To follow-up with last week's post on talk ideas, we've done some digging into what topics would make for good tutorials. The resulting lists contain a lot of the same topics as talk ideas, with a few interesting requests, including "anything from [plenary speaker] David Beazley".
We're now 15 days away from the October 12 deadline for proposals, and we don't want to start the review process without your proposal. PyCon's success depends on you, the community, to keep cranking out the great presentations you're known for. Tutorials are an especially great time at PyCon, as they're an excellent chance to expand your skill set thanks to the great educators of the community presenting their three-hour sessions at a bargain price.
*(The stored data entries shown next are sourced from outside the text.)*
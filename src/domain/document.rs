use std::collections::BTreeMap;

use serde::{Deserialize, Serialize};

/// A corpus entry before embedding: one resume (or any free-text document).
/// `id` must be unique within the corpus and is immutable once embedded.
#[derive(Debug, Clone, Serialize, Deserialize, PartialEq)]
pub struct Document {
    pub id: String,
    pub text: String,
    pub category: String,
}

/// A vector plus its metadata, ready to be written into an index.
///
/// Metadata carries at minimum `category`; provenance tags such as `source`
/// may be added by the caller. All records in one index share the same
/// vector length.
#[derive(Debug, Clone, Serialize, Deserialize, PartialEq)]
pub struct IndexedRecord {
    pub id: String,
    pub vector: Vec<f32>,
    pub metadata: BTreeMap<String, String>,
}

impl IndexedRecord {
    pub fn new(id: impl Into<String>, vector: Vec<f32>) -> Self {
        Self {
            id: id.into(),
            vector,
            metadata: BTreeMap::new(),
        }
    }

    pub fn with_metadata(mut self, key: impl Into<String>, value: impl Into<String>) -> Self {
        self.metadata.insert(key.into(), value.into());
        self
    }
}

/// Similarity metric an index is declared with. All queries against the
/// index are scored under this metric.
#[derive(Debug, Clone, Copy, PartialEq, Eq, Serialize, Deserialize)]
#[serde(rename_all = "lowercase")]
pub enum Metric {
    Cosine,
    Dot,
    Euclid,
}

impl std::fmt::Display for Metric {
    fn fmt(&self, f: &mut std::fmt::Formatter<'_>) -> std::fmt::Result {
        match self {
            Metric::Cosine => write!(f, "cosine"),
            Metric::Dot => write!(f, "dot"),
            Metric::Euclid => write!(f, "euclid"),
        }
    }
}

/// One ranked match returned to the caller. `rank` is 1-based and
/// contiguous; `score` is normalized to "higher is better" or absent when
/// the store reported none.
#[derive(Debug, Clone, Serialize, Deserialize, PartialEq)]
pub struct QueryResult {
    pub rank: usize,
    pub id: String,
    pub score: Option<f32>,
    pub metadata: BTreeMap<String, String>,
}

#[cfg(test)]
mod tests {
    use super::*;

    #[test]
    fn metric_serde_is_lowercase() {
        assert_eq!(serde_json::to_string(&Metric::Cosine).unwrap(), "\"cosine\"");
        let m: Metric = serde_json::from_str("\"euclid\"").unwrap();
        assert_eq!(m, Metric::Euclid);
    }

    #[test]
    fn record_builder_sets_metadata() {
        let rec = IndexedRecord::new("r1", vec![0.1, 0.2])
            .with_metadata("category", "HR")
            .with_metadata("source", "test");
        assert_eq!(rec.metadata.get("category").map(String::as_str), Some("HR"));
        assert_eq!(rec.metadata.get("source").map(String::as_str), Some("test"));
    }
}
If you're interested in flexing your teaching skills but need help narrowing down a topic, we recently polled the Python community to find out what they want. When asked, "Are there any particular subjects that you would like to see more tutorials about?", we found the following.
- Dabo framework
- OS integration
- Packaging and deployment
- Python on Windows
- PyQt, PyGTK, wxPython and other GUI frameworks
- Advanced ctypes usage
- Wrapping C, C++, and Fortran libraries
- Python's C-API
- Cython and Shedskin
- Writing C/C++ for Python programmers
- Profiling and analysis
- Designing for speed
- Writing optimal Python code
- Frameworks: Django, web2py, Pylons, Pyramid
- WSGI - past, present, and future
- Servers: Tornado, Hookbox
Concurrency and Parallelism
- Celery, RabbitMQ, AMQP
- multiprocessing and multithreading
- gevent, eventlet, Twisted
- microthreads, coroutines, generators
- greenlet, Stackless
- pygame, nodebox
- 2D and 3D graphics programming
- All forms of testing
- Library design
- Building applications from the ground up
- PyPy, IronPython, Jython
- Writing a Python compiler
- Natural Language Processing
- Machine Learning
- Devops tools
- Processing large amounts of data
As with our previous post, note that this information isn't the canonical list of everything everyone wants to see, and any lack of a given topic just means our small sampling didn't request it. As with last time, we noticed some glaring omissions, including no requests for "cloud computing", a generally hot topic at PyCon. For comparison, last year's tutorial schedule included two cloud tutorials. Hopefully the list helps as a brainstorm session if you're looking for that last push to fill out a proposal.
You have 15 days to get your proposals in at http://us.pycon.org/2012/speaker/, and remember, you can still clean up and edit your proposals after the October 12, 2011 due date. In fact, we expect that most proposals will see changes as the review process begins. PyCon's program committee is tasked with putting together the best tutorial, talk, and poster lineups available, so they'll act as another set of eyes to help you out. From assisting in organization to helping flesh out an idea, the program committee is there to provide constructive criticism and make sure you get the most out of your proposal. Together, we can make PyCon 2012 a success for all.